Polish Radio Theatre constitutes a stage for the word, both written and sung, enriched by music and acoustic effects. Making use of a transceiver, it continues and develops Poland’s long history of radio art.
Pioneer times
On 29 November 1925, following a few months of first transmission trials, extensive fragments of Stanisław Wyspiański’s Warszawianka (La Varsovienne) were broadcast, having previously been adapted and directed by Mikołaj Alojzy Kaszyn (1895-1977), the first full-time manager of the programming division. The premiere of this radio performance, then still under the brand of the Polish Society for Radio Engineering, is considered the beginning of Polish radio art.

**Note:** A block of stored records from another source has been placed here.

//! Read-only filesystem facade
//!
//! [`FileSystem`] bundles the storage locator, delta codec, cache hierarchy
//! and configuration of one repository and exposes the read operations on
//! top of them. It is cheap to clone and safe to share between threads.

use std::collections::BTreeMap;
use std::fs;
use std::path::{Path, PathBuf};
use std::sync::Arc;

use bytes::Bytes;
use tracing::{debug, info};

use crate::block::{BlockReader, DecodedItem};
use crate::cache::{CacheHierarchy, CacheStats, ItemKey, RepKey};
use crate::chain::ReadContext;
use crate::changes::Change;
use crate::combiner::{DeltaStream, RepReader};
use crate::config::FsConfig;
use crate::error::{CorruptAt, FsError, Result};
use crate::format::FsFormat;
use crate::hash_dump::{dir_entries_from_hash, parse_hash, parse_incremental, DirectoryEntries, PropertyList};
use crate::ids::{ContainerId, NodeKind, NodeLocation, NodeRevId, Revnum, TxnId};
use crate::locator::{FsPaths, StorageLocator};
use crate::noderev::NodeRevision;
use crate::representation::{RepRef, Representation};
use crate::svndiff::{DeltaCodec, Svndiff};

/// An open FSFS repository
#[derive(Clone)]
pub struct FileSystem {
    ctx: ReadContext,
}

impl FileSystem {
    /// Open the repository at `root` with the configuration found in
    /// `db/fsfs.toml` and a private cache hierarchy.
    pub fn open(root: impl AsRef<Path>) -> Result<Self> {
        let root = root.as_ref();
        let config = FsConfig::load(root)?;
        let caches = Arc::new(CacheHierarchy::new(&config.cache));
        Self::open_with(root, config, caches)
    }

    /// Open with explicit configuration and caches. A cache hierarchy must
    /// only be shared between handles of the same repository.
    pub fn open_with(root: impl AsRef<Path>, config: FsConfig, caches: Arc<CacheHierarchy>) -> Result<Self> {
        config.validate()?;
        let paths = FsPaths::new(root.as_ref());
        let format = FsFormat::read(&paths.format())?;
        info!(
            "opening repository {} (format {}, {:?} addressing)",
            root.as_ref().display(),
            format.number,
            format.addressing
        );
        let storage = StorageLocator::new(paths, format, &caches)?;
        Ok(Self {
            ctx: ReadContext {
                storage: Arc::new(storage),
                codec: Arc::new(Svndiff),
                caches,
                config: Arc::new(config),
            },
        })
    }

    /// Replace the delta codec.
    pub fn with_codec(mut self, codec: Arc<dyn DeltaCodec>) -> Self {
        self.ctx.codec = codec;
        self
    }

    pub fn root(&self) -> &Path {
        self.ctx.storage.paths().root()
    }

    pub fn format(&self) -> &FsFormat {
        self.ctx.storage.format()
    }

    pub fn config(&self) -> &FsConfig {
        &self.ctx.config
    }

    pub fn context(&self) -> &ReadContext {
        &self.ctx
    }

    pub fn youngest_rev(&self) -> Result<Revnum> {
        self.ctx.storage.youngest_rev()
    }

    pub fn ensure_revision_exists(&self, rev: Revnum) -> Result<()> {
        self.ctx.storage.ensure_revision_exists(rev)
    }

    /// Stream the fulltext of `rep`.
    pub fn read_rep(&self, rep: &Representation) -> Result<RepReader> {
        if let Some(rev) = rep.revision() {
            self.ensure_revision_exists(rev)?;
        }
        RepReader::open(&self.ctx, rep)
    }

    /// The whole fulltext of `rep`, verified.
    pub fn rep_contents(&self, rep: &Representation) -> Result<Bytes> {
        self.read_rep(rep)?.read_all()
    }

    pub fn node_rev(&self, id: &NodeRevId) -> Result<Arc<NodeRevision>> {
        let node = match &id.location {
            NodeLocation::Rev { rev, item } => self.committed_node_rev(*rev, *item)?,
            NodeLocation::Txn(txn) => self.txn_node_rev(id, txn)?,
        };
        if node.id != *id {
            return Err(FsError::corrupt(format!(
                "Node-revision '{}' was found where '{}' was expected",
                node.id, id
            )));
        }
        Ok(node)
    }

    fn committed_node_rev(&self, rev: Revnum, item: u64) -> Result<Arc<NodeRevision>> {
        self.ensure_revision_exists(rev)?;
        let key = RepKey { rev, item };
        if let Some(node) = self.ctx.caches.nodes.get(&key) {
            return Ok(node);
        }

        if let Some(block) = BlockReader::new(&self.ctx).read_block(rev, item)? {
            return match block.into_requested().decoded {
                DecodedItem::NodeRev(node) => Ok(node),
                other => Err(FsError::corrupt(format!(
                    "Item {} of r{} is not a node-revision ({:?})",
                    item, rev, other
                ))),
            };
        }

        let container = ContainerId::Rev(rev);
        let opened = self.ctx.storage.open_and_seek(&container, item, None)?;
        let node = {
            let mut file = opened.file.lock();
            NodeRevision::parse(file.reader())
                .map_err(|e| e.with_path(file.path()))
                .corrupt_at(&container, opened.offset)?
        };
        let node = Arc::new(node);
        self.ctx.caches.nodes.set(key, node.clone());
        Ok(node)
    }

    fn txn_node_rev(&self, id: &NodeRevId, txn: &TxnId) -> Result<Arc<NodeRevision>> {
        let path = self.ctx.storage.paths().txn_node(txn, &id.node_copy());
        let data = self.read_txn_file(txn, &path, || FsError::NoSuchNode(id.to_string()))?;
        let node = NodeRevision::parse(&mut &data[..]).map_err(|e| e.with_path(&path))?;
        Ok(Arc::new(node))
    }

    /// Read a file of `txn`, telling a missing transaction apart from a
    /// missing file.
    fn read_txn_file(&self, txn: &TxnId, path: &Path, missing: impl FnOnce() -> FsError) -> Result<Vec<u8>> {
        match fs::read(path) {
            Ok(data) => Ok(data),
            Err(e) if e.kind() == std::io::ErrorKind::NotFound => {
                if self.ctx.storage.paths().txn_dir(txn).is_dir() {
                    Err(missing())
                } else {
                    Err(FsError::NoSuchTransaction(txn.to_string()))
                }
            }
            Err(e) => Err(FsError::io("reading", path, e)),
        }
    }

    /// Id of the root directory of `rev`
    pub fn rev_root_id(&self, rev: Revnum) -> Result<NodeRevId> {
        self.ensure_revision_exists(rev)?;
        let items = self.ctx.storage.rev_items(rev)?;
        let node = self.committed_node_rev(rev, items.root_node)?;
        if node.kind != NodeKind::Dir || node.id.revision() != Some(rev) {
            return Err(FsError::corrupt(format!(
                "Root node-revision of r{} is '{}'",
                rev, node.id
            )));
        }
        Ok(node.id.clone())
    }

    /// Entries of a directory node, sorted by name
    pub fn dir_entries(&self, node: &NodeRevision) -> Result<DirectoryEntries> {
        if node.kind != NodeKind::Dir {
            return Err(FsError::Unsupported(format!("'{}' is not a directory", node.id)));
        }
        let Some(text) = &node.text_rep else {
            return Ok(Arc::new(Vec::new()));
        };
        match text {
            RepRef::Mutable(txn) => {
                let path = self.ctx.storage.paths().txn_node_children(txn, &node.id.node_copy());
                let Some(key) = self.mutable_item_key(node, txn, &path)? else {
                    return Ok(Arc::new(Vec::new()));
                };
                if let Some(entries) = self.ctx.caches.dirs.get(&key) {
                    return Ok(entries);
                }
                let data = self.read_txn_file(txn, &path, || missing_file(&path))?;
                let entries = Arc::new(dir_entries_from_hash(parse_incremental(&data)?)?);
                self.ctx.caches.dirs.set(key, entries.clone());
                Ok(entries)
            }
            RepRef::Stored(rep) => {
                let key = rev_item_key(rep);
                if let Some(entries) = key.as_ref().and_then(|key| self.ctx.caches.dirs.get(key)) {
                    return Ok(entries);
                }
                let data = self.rep_contents(rep)?;
                let entries = Arc::new(dir_entries_from_hash(parse_hash(&data)?)?);
                if let Some(key) = key {
                    self.ctx.caches.dirs.set(key, entries.clone());
                }
                Ok(entries)
            }
        }
    }

    pub fn proplist(&self, node: &NodeRevision) -> Result<Arc<PropertyList>> {
        let Some(props) = &node.prop_rep else {
            return Ok(Arc::new(PropertyList::new()));
        };
        match props {
            RepRef::Mutable(txn) => {
                let path = self.ctx.storage.paths().txn_node_props(txn, &node.id.node_copy());
                let Some(key) = self.mutable_item_key(node, txn, &path)? else {
                    return Ok(Arc::new(PropertyList::new()));
                };
                if let Some(props) = self.ctx.caches.props.get(&key) {
                    return Ok(props);
                }
                let data = self.read_txn_file(txn, &path, || missing_file(&path))?;
                let props = Arc::new(parse_incremental(&data)?);
                self.ctx.caches.props.set(key, props.clone());
                Ok(props)
            }
            RepRef::Stored(rep) => {
                let key = rev_item_key(rep);
                if let Some(props) = key.as_ref().and_then(|key| self.ctx.caches.props.get(key)) {
                    return Ok(props);
                }
                let data = self.rep_contents(rep)?;
                let props = Arc::new(parse_hash(&data)?);
                if let Some(key) = key {
                    self.ctx.caches.props.set(key, props.clone());
                }
                Ok(props)
            }
        }
    }

    /// Cache key of a transaction node file; `None` when the file does not
    /// exist yet. These files only ever grow, so their length identifies
    /// their contents.
    fn mutable_item_key(&self, node: &NodeRevision, txn: &TxnId, path: &Path) -> Result<Option<ItemKey>> {
        match fs::metadata(path) {
            Ok(meta) => Ok(Some(ItemKey::Txn {
                node: node.id.to_string(),
                len: meta.len(),
            })),
            Err(e) if e.kind() == std::io::ErrorKind::NotFound => {
                if self.ctx.storage.paths().txn_dir(txn).is_dir() {
                    debug!("no {} yet, treating as empty", path.display());
                    Ok(None)
                } else {
                    Err(FsError::NoSuchTransaction(txn.to_string()))
                }
            }
            Err(e) => Err(FsError::io("inspecting", path, e)),
        }
    }

    /// Stream the contents of a file node.
    pub fn file_contents(&self, node: &NodeRevision) -> Result<RepReader> {
        if node.kind != NodeKind::File {
            return Err(FsError::Unsupported(format!("'{}' is not a file", node.id)));
        }
        match &node.text_rep {
            None => Ok(RepReader::empty(&self.ctx)),
            Some(RepRef::Stored(rep)) => self.read_rep(rep),
            Some(RepRef::Mutable(_)) => Err(FsError::corrupt(format!(
                "File node-revision '{}' has a mutable text representation",
                node.id
            ))),
        }
    }

    /// Changed paths of committed revision `rev`, in stored order
    pub fn paths_changed(&self, rev: Revnum) -> Result<Arc<Vec<Change>>> {
        self.ensure_revision_exists(rev)?;
        if let Some(changes) = self.ctx.caches.changes.get(&rev) {
            return Ok(changes);
        }
        let items = self.ctx.storage.rev_items(rev)?;

        if let Some(block) = BlockReader::new(&self.ctx).read_block(rev, items.changes)? {
            return match block.into_requested().decoded {
                DecodedItem::Changes(changes) => Ok(changes),
                other => Err(FsError::corrupt(format!(
                    "Changes item of r{} holds {:?}",
                    rev, other
                ))),
            };
        }

        let container = ContainerId::Rev(rev);
        let opened = self.ctx.storage.open_and_seek(&container, items.changes, None)?;
        let with_mergeinfo = self.format().changes_have_mergeinfo();
        let changes = {
            let mut file = opened.file.lock();
            Change::parse_list(file.reader(), with_mergeinfo)
                .map_err(|e| e.with_path(file.path()))
                .corrupt_at(&container, opened.offset)?
        };
        let changes = Arc::new(changes);
        self.ctx.caches.changes.set(rev, changes.clone());
        Ok(changes)
    }

    /// Raw change records of a transaction, one per write, not folded
    pub fn txn_changes(&self, txn: &TxnId) -> Result<Vec<Change>> {
        let path = self.ctx.storage.paths().txn_changes(txn);
        let data = match fs::read(&path) {
            Ok(data) => data,
            Err(e) if e.kind() == std::io::ErrorKind::NotFound => {
                if self.ctx.storage.paths().txn_dir(txn).is_dir() {
                    return Ok(Vec::new());
                }
                return Err(FsError::NoSuchTransaction(txn.to_string()));
            }
            Err(e) => return Err(FsError::io("reading", &path, e)),
        };
        Change::parse_list(&mut &data[..], self.format().changes_have_mergeinfo())
    }

    /// The stored delta of `target` against `source`, if that is how it was
    /// written. `source == None` asks for a self-delta.
    pub fn delta_stream(&self, source: Option<&Representation>, target: &Representation) -> Result<Option<DeltaStream>> {
        if let Some(rev) = target.revision() {
            self.ensure_revision_exists(rev)?;
        }
        DeltaStream::open(&self.ctx, source, target)
    }

    pub fn cache_stats(&self) -> BTreeMap<&'static str, CacheStats> {
        self.ctx.caches.stats()
    }
}

fn missing_file(path: &Path) -> FsError {
    FsError::io(
        "reading",
        PathBuf::from(path),
        std::io::Error::new(std::io::ErrorKind::NotFound, "file disappeared"),
    )
}

fn rev_item_key(rep: &Representation) -> Option<ItemKey> {
    rep.revision().map(|rev| ItemKey::Rev { rev, item: rep.item })
}
fn append(path: &Path, data: &[u8]) {
    let mut current = fs::read(path).unwrap_or_default();
    current.extend_from_slice(data);
    fs::write(path, current).unwrap();
}

/// Incremental `K`/`V` record
pub fn entry_record(key: &str, value: &str) -> Vec<u8> {
    let mut out = Vec::new();
    write_entry(&mut out, key, value.as_bytes());
    out
}
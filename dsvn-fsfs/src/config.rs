//! Read-path configuration stored at `<repo>/db/fsfs.toml`
//!
//! ```toml
//! max_chain_length = 1024
//! verify_sha1 = false
//!
//! [cache]
//! fulltext_bytes = 67108864
//! max_fulltext_size = 1048576
//! ```

use std::fs;
use std::path::Path;

use serde::{Deserialize, Serialize};

use crate::error::{FsError, Result};

pub const CONFIG_FILE: &str = "fsfs.toml";

/// Engine tunables; every field has a default
#[derive(Debug, Clone, PartialEq, Serialize, Deserialize)]
#[serde(default)]
pub struct FsConfig {
    /// Links followed before a delta chain is declared cyclic.
    pub max_chain_length: usize,
    /// Verify the stored SHA-1 as well as the MD5 when one is recorded.
    pub verify_sha1: bool,
    /// Read whole P2L blocks for logically addressed revisions.
    pub block_read: bool,
    /// Block size for block reads; a power of two.
    pub block_size: u64,
    pub cache: CacheConfig,
}

impl Default for FsConfig {
    fn default() -> Self {
        Self {
            max_chain_length: 1024,
            verify_sha1: false,
            block_read: true,
            block_size: 64 * 1024,
            cache: CacheConfig::default(),
        }
    }
}

/// Byte budgets for the cache hierarchy
#[derive(Debug, Clone, PartialEq, Serialize, Deserialize)]
#[serde(default)]
pub struct CacheConfig {
    pub enabled: bool,
    pub window_bytes: usize,
    pub combined_bytes: usize,
    pub fulltext_bytes: usize,
    pub node_bytes: usize,
    pub dir_bytes: usize,
    pub prop_bytes: usize,
    pub changes_bytes: usize,
    pub index_bytes: usize,
    /// Representations larger than this never enter the fulltext cache.
    pub max_fulltext_size: u64,
    /// Combined windows larger than this are not cached.
    pub max_combined_size: u64,
}

impl Default for CacheConfig {
    fn default() -> Self {
        Self {
            enabled: true,
            window_bytes: 16 * 1024 * 1024,
            combined_bytes: 16 * 1024 * 1024,
            fulltext_bytes: 64 * 1024 * 1024,
            node_bytes: 8 * 1024 * 1024,
            dir_bytes: 8 * 1024 * 1024,
            prop_bytes: 4 * 1024 * 1024,
            changes_bytes: 4 * 1024 * 1024,
            index_bytes: 4 * 1024 * 1024,
            max_fulltext_size: 1024 * 1024,
            max_combined_size: 256 * 1024,
        }
    }
}

impl CacheConfig {
    /// A configuration under which every cache always misses
    pub fn disabled() -> Self {
        Self {
            enabled: false,
            ..Self::default()
        }
    }
}

impl FsConfig {
    /// Load `db/fsfs.toml` below `repo_root`, or the defaults when absent.
    pub fn load(repo_root: &Path) -> Result<Self> {
        let path = repo_root.join("db").join(CONFIG_FILE);
        let data = match fs::read_to_string(&path) {
            Ok(data) => data,
            Err(e) if e.kind() == std::io::ErrorKind::NotFound => return Ok(Self::default()),
            Err(e) => return Err(FsError::io("reading config", &path, e)),
        };
        Self::from_toml(&data)
    }

    pub fn from_toml(data: &str) -> Result<Self> {
        let config: FsConfig =
            toml::from_str(data).map_err(|e| FsError::Config(format!("failed to parse {}: {}", CONFIG_FILE, e)))?;
        config.validate()?;
        Ok(config)
    }

    pub fn to_toml(&self) -> Result<String> {
        toml::to_string_pretty(self).map_err(|e| FsError::Config(e.to_string()))
    }

    pub fn validate(&self) -> Result<()> {
        if self.max_chain_length == 0 {
            return Err(FsError::Config("max_chain_length must be at least 1".into()));
        }
        if !self.block_size.is_power_of_two() {
            return Err(FsError::Config(format!(
                "block_size {} is not a power of two",
                self.block_size
            )));
        }
        Ok(())
    }
}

New radio plays started to appear one year later, this time in front of Polish Radio microphones, most of them montages and adaptations of Polish literature.
With time, original radio plays would start to emerge, written specifically with radio performances in mind. The first one was Pogrzeb Kiejstuta (Kiejstut’s Funeral, trans. AP) by Witold Hulewicz, prepared in May 1928 at the Polish Radio station in Vilnius (Wilno at the time). It was this institution that gave rise to a lot of prominent radio artists, ones of extraordinary character, personality, steadfast attitude, and, most importantly – possessing perfect mastery of their craft.
The profile of the radio stage was shaped by individuals such as Antoni Bohdziewicz, Tadeusz Byrski, Zbigniew Kopalko, Tadeusz Łopalewski, but first and foremost by the writer, translator and publisher Witold Hulewicz. It was he who, as the first artist of the radio stage, popularised the term ‘theatre of imagination’, first used in 1933 in an article by Zdzisław Marynowski, then the literary director of Polish Radio. Around the same time, the now common term ‘radio play’ came into use. The people listed above would continue to influence the shape of radio art after World War II. Researchers maintain that throughout the interwar period, Polish Radio transmitted almost 2,500 radio plays. The new type of theatre would attract the most prominent theatre artists, such as Leon Schiller and Juliusz Osterwa, as well as writers, including Jerzy Szaniawski, Jarosław Iwaszkiewicz, and Konstanty Ildefons Gałczyński.
Each performance of the radio theatre had the nature of a premiere, since broadcasts were not yet recorded on tape. The first attempts at recording them were not made until the late 1930s. Plenty of performances gained significant popularity, with some of them realised and transmitted also by foreign studios. Sadly, only a few texts and audition fragments of the rich pre-war output have survived until today.